Saved entries:
"""

//! 病例媒体存储管理
//!
//! 按预约ID组织对象路径，同一预约重复上传会覆盖而不是累积。

use bytes::Bytes;
use futures::TryStreamExt;
use object_store::aws::AmazonS3Builder;
use object_store::local::LocalFileSystem;
use object_store::memory::InMemory;
use object_store::path::Path as ObjectPath;
use object_store::{Attribute, AttributeValue, Attributes, ObjectStore, PutOptions, PutPayload};
use scanahead_core::utils::{self, GLB_CONTENT_TYPE, MODEL_FILE};
use scanahead_core::{Result, ScanAheadError};
use serde::{Deserialize, Serialize};
use sha2::{Digest, Sha256};
use std::collections::HashMap;
use std::sync::Arc;
use tracing::{debug, info};
use uuid::Uuid;

/// 逻辑存储桶
#[derive(Debug, Clone, Copy, PartialEq, Eq, Hash, Serialize, Deserialize)]
#[serde(rename_all = "lowercase")]
pub enum Bucket {
    Images,
    Audio,
    Video,
    Models,
}

impl Bucket {
    pub const ALL: [Bucket; 4] = [Bucket::Images, Bucket::Audio, Bucket::Video, Bucket::Models];
}

/// 各逻辑桶对应的实际桶名
#[derive(Debug, Clone, Serialize, Deserialize)]
#[serde(default)]
pub struct BucketNames {
    pub images: String,
    pub audio: String,
    pub video: String,
    pub models: String,
}

impl BucketNames {
    pub fn name(&self, bucket: Bucket) -> &str {
        match bucket {
            Bucket::Images => &self.images,
            Bucket::Audio => &self.audio,
            Bucket::Video => &self.video,
            Bucket::Models => &self.models,
        }
    }
}

impl Default for BucketNames {
    fn default() -> Self {
        Self {
            images: "patient-images".to_string(),
            audio: "voice-notes".to_string(),
            video: "patient-videos".to_string(),
            models: "patient-models".to_string(),
        }
    }
}

/// 存储后端
#[derive(Debug, Clone, Serialize, Deserialize)]
#[serde(tag = "type", rename_all = "lowercase")]
pub enum StorageBackend {
    /// 进程内存储，仅用于开发和测试
    Memory,
    /// 本地文件系统，每个桶一个子目录
    Local { root_path: String },
    /// S3 兼容对象存储
    S3 {
        region: String,
        endpoint: Option<String>,
        access_key_id: String,
        secret_access_key: String,
        #[serde(default)]
        allow_http: bool,
    },
}

/// 存储配置
#[derive(Debug, Clone, Serialize, Deserialize)]
pub struct StorageConfig {
    pub backend: StorageBackend,
    #[serde(default)]
    pub buckets: BucketNames,
}

impl Default for StorageConfig {
    fn default() -> Self {
        Self {
            backend: StorageBackend::Memory,
            buckets: BucketNames::default(),
        }
    }
}

/// 已写入的对象
#[derive(Debug, Clone, Serialize, Deserialize, PartialEq)]
pub struct StoredObject {
    pub bucket: Bucket,
    pub path: String,
    pub size: usize,
    pub sha256: String,
}

/// 存储管理器
pub struct StorageManager {
    stores: HashMap<Bucket, Arc<dyn ObjectStore>>,
    buckets: BucketNames,
    // 本地文件系统无法保存对象属性
    content_types: bool,
}

impl StorageManager {
    pub async fn new(config: StorageConfig) -> Result<Self> {
        let mut stores: HashMap<Bucket, Arc<dyn ObjectStore>> = HashMap::new();

        for bucket in Bucket::ALL {
            let name = config.buckets.name(bucket);
            let store: Arc<dyn ObjectStore> = match &config.backend {
                StorageBackend::Memory => Arc::new(InMemory::new()),
                StorageBackend::Local { root_path } => {
                    let dir = std::path::Path::new(root_path).join(name);
                    tokio::fs::create_dir_all(&dir).await?;
                    let fs = LocalFileSystem::new_with_prefix(&dir)
                        .map_err(|e| ScanAheadError::Storage(e.to_string()))?;
                    Arc::new(fs)
                }
                StorageBackend::S3 {
                    region,
                    endpoint,
                    access_key_id,
                    secret_access_key,
                    allow_http,
                } => {
                    let mut builder = AmazonS3Builder::new()
                        .with_bucket_name(name)
                        .with_region(region)
                        .with_access_key_id(access_key_id)
                        .with_secret_access_key(secret_access_key)
                        .with_allow_http(*allow_http);
                    if let Some(endpoint) = endpoint {
                        builder = builder.with_endpoint(endpoint);
                    }
                    let s3 = builder
                        .build()
                        .map_err(|e| ScanAheadError::Config(e.to_string()))?;
                    Arc::new(s3)
                }
            };
            stores.insert(bucket, store);
        }

        info!("Storage manager initialised with {} backend", backend_name(&config.backend));

        Ok(Self {
            stores,
            buckets: config.buckets,
            content_types: !matches!(config.backend, StorageBackend::Local { .. }),
        })
    }

    /// 进程内存储
    pub fn in_memory() -> Self {
        let stores = Bucket::ALL
            .into_iter()
            .map(|bucket| (bucket, Arc::new(InMemory::new()) as Arc<dyn ObjectStore>))
            .collect();
        Self {
            stores,
            buckets: BucketNames::default(),
            content_types: true,
        }
    }

    pub fn bucket_name(&self, bucket: Bucket) -> &str {
        self.buckets.name(bucket)
    }

    fn store(&self, bucket: Bucket) -> Result<&Arc<dyn ObjectStore>> {
        self.stores
            .get(&bucket)
            .ok_or_else(|| ScanAheadError::Config(format!("存储桶未配置: {:?}", bucket)))
    }

    fn location(path: &str) -> Result<ObjectPath> {
        ObjectPath::parse(path).map_err(|e| ScanAheadError::Storage(e.to_string()))
    }

    /// 写入对象，显式设置 Content-Type，已存在则覆盖
    pub async fn store_file(
        &self,
        bucket: Bucket,
        path: &str,
        data: Bytes,
        content_type: &str,
    ) -> Result<StoredObject> {
        let store = self.store(bucket)?;
        let location = Self::location(path)?;

        let sha256 = format!("{:x}", Sha256::digest(&data));
        let size = data.len();

        let mut options = PutOptions::default();
        if self.content_types {
            let mut attributes = Attributes::new();
            attributes.insert(
                Attribute::ContentType,
                AttributeValue::from(content_type.to_string()),
            );
            options.attributes = attributes;
        }

        store
            .put_opts(&location, PutPayload::from(data), options)
            .await
            .map_err(|e| {
                ScanAheadError::Upload(format!("{}/{}: {}", self.bucket_name(bucket), path, e))
            })?;

        debug!(
            "Stored {} bytes at {}/{} (sha256 {})",
            size,
            self.bucket_name(bucket),
            path,
            sha256
        );

        Ok(StoredObject {
            bucket,
            path: path.to_string(),
            size,
            sha256,
        })
    }

    /// 上传第 `index` 张照片（从0开始）
    pub async fn upload_image(&self, appointment_id: &Uuid, index: usize, data: Bytes) -> Result<String> {
        let path = utils::image_path(appointment_id, index);
        self.store_file(Bucket::Images, &path, data, "image/jpeg").await?;
        Ok(path)
    }

    /// 上传语音备注
    pub async fn upload_audio(&self, appointment_id: &Uuid, data: Bytes) -> Result<String> {
        let path = utils::audio_path(appointment_id);
        self.store_file(Bucket::Audio, &path, data, "audio/webm").await?;
        Ok(path)
    }

    /// 上传病例视频，扩展名与 Content-Type 由声明的 MIME 类型决定
    pub async fn upload_video(&self, appointment_id: &Uuid, data: Bytes, mime_type: &str) -> Result<String> {
        let extension = utils::resolve_video_extension(mime_type);
        let path = utils::video_path(appointment_id, extension);
        let content_type = utils::video_content_type(mime_type);
        self.store_file(Bucket::Video, &path, data, &content_type).await?;
        Ok(path)
    }

    /// 上传解压得到的 GLB 模型
    pub async fn upload_model(&self, appointment_id: &Uuid, data: Bytes) -> Result<String> {
        let path = utils::model_path(appointment_id);
        self.store_file(Bucket::Models, &path, data, GLB_CONTENT_TYPE).await?;
        Ok(path)
    }

    /// 获取文件
    pub async fn get_file(&self, bucket: Bucket, path: &str) -> Result<Bytes> {
        let store = self.store(bucket)?;
        let location = Self::location(path)?;
        let result = store.get(&location).await.map_err(|e| map_read_error(path, e))?;
        result.bytes().await.map_err(|e| map_read_error(path, e))
    }

    /// 读取对象的 Content-Type
    pub async fn content_type(&self, bucket: Bucket, path: &str) -> Result<Option<String>> {
        let store = self.store(bucket)?;
        let location = Self::location(path)?;
        let result = store.get(&location).await.map_err(|e| map_read_error(path, e))?;
        Ok(result
            .attributes
            .get(&Attribute::ContentType)
            .map(|value| value.to_string()))
    }

    pub async fn exists(&self, bucket: Bucket, path: &str) -> Result<bool> {
        let store = self.store(bucket)?;
        let location = Self::location(path)?;
        match store.head(&location).await {
            Ok(_) => Ok(true),
            Err(object_store::Error::NotFound { .. }) => Ok(false),
            Err(e) => Err(ScanAheadError::Storage(e.to_string())),
        }
    }

    /// 列出前缀下的所有对象路径
    pub async fn list_paths(&self, bucket: Bucket, prefix: &str) -> Result<Vec<String>> {
        let store = self.store(bucket)?;
        let prefix = Self::location(prefix)?;
        let objects: Vec<_> = store
            .list(Some(&prefix))
            .try_collect()
            .await
            .map_err(|e| ScanAheadError::Storage(e.to_string()))?;
        Ok(objects.into_iter().map(|meta| meta.location.to_string()).collect())
    }

    /// 查找预约已有的三维模型
    ///
    /// 先直接检查规范路径，再列出预约目录寻找规范文件名。
    pub async fn find_model(&self, appointment_id: &Uuid) -> Result<Option<String>> {
        let canonical = utils::model_path(appointment_id);
        if self.exists(Bucket::Models, &canonical).await? {
            return Ok(Some(canonical));
        }

        let store = self.store(Bucket::Models)?;
        let prefix = Self::location(&appointment_id.to_string())?;
        let objects: Vec<_> = store
            .list(Some(&prefix))
            .try_collect()
            .await
            .map_err(|e| ScanAheadError::Storage(e.to_string()))?;

        Ok(objects
            .into_iter()
            .find(|meta| meta.location.filename() == Some(MODEL_FILE))
            .map(|meta| meta.location.to_string()))
    }
}

fn map_read_error(path: &str, err: object_store::Error) -> ScanAheadError {
    match err {
        object_store::Error::NotFound { .. } => ScanAheadError::NotFound(path.to_string()),
        other => ScanAheadError::Storage(other.to_string()),
    }
}

fn backend_name(backend: &StorageBackend) -> &'static str {
    match backend {
        StorageBackend::Memory => "memory",
        StorageBackend::Local { .. } => "local",
        StorageBackend::S3 { .. } => "s3",
    }
}
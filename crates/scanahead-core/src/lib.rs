//! # ScanAhead Core
//!
//! 病例采集系统的核心模块，提供基础数据结构、错误定义和通用工具。

pub mod error;
pub mod models;
pub mod utils;

pub use error::{Result, ScanAheadError};
pub use models::*;
//! # ScanAhead数据库模块
//!
//! 负责预约与病例提交记录的存储，提供PostgreSQL实现和进程内实现。

pub mod connection;
pub mod memory;
pub mod models;
pub mod queries;
pub mod records;

// 重新导出主要类型
pub use connection::{DatabaseConfig, DatabasePool};
pub use memory::MemoryCaseRecords;
pub use models::*;
pub use queries::DatabaseQueries;
pub use records::{AttachOutcome, CaseIds, CaseRecords, PgCaseRecords};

"""

EXERCISE: Read the records above. Show each line that has the string "NotFound".

ANSWER SECTION:
            Err(object_store::Error::NotFound { .. }) => Ok(false),
        object_store::Error::NotFound { .. } => ScanAheadError::NotFound(path.to_string()),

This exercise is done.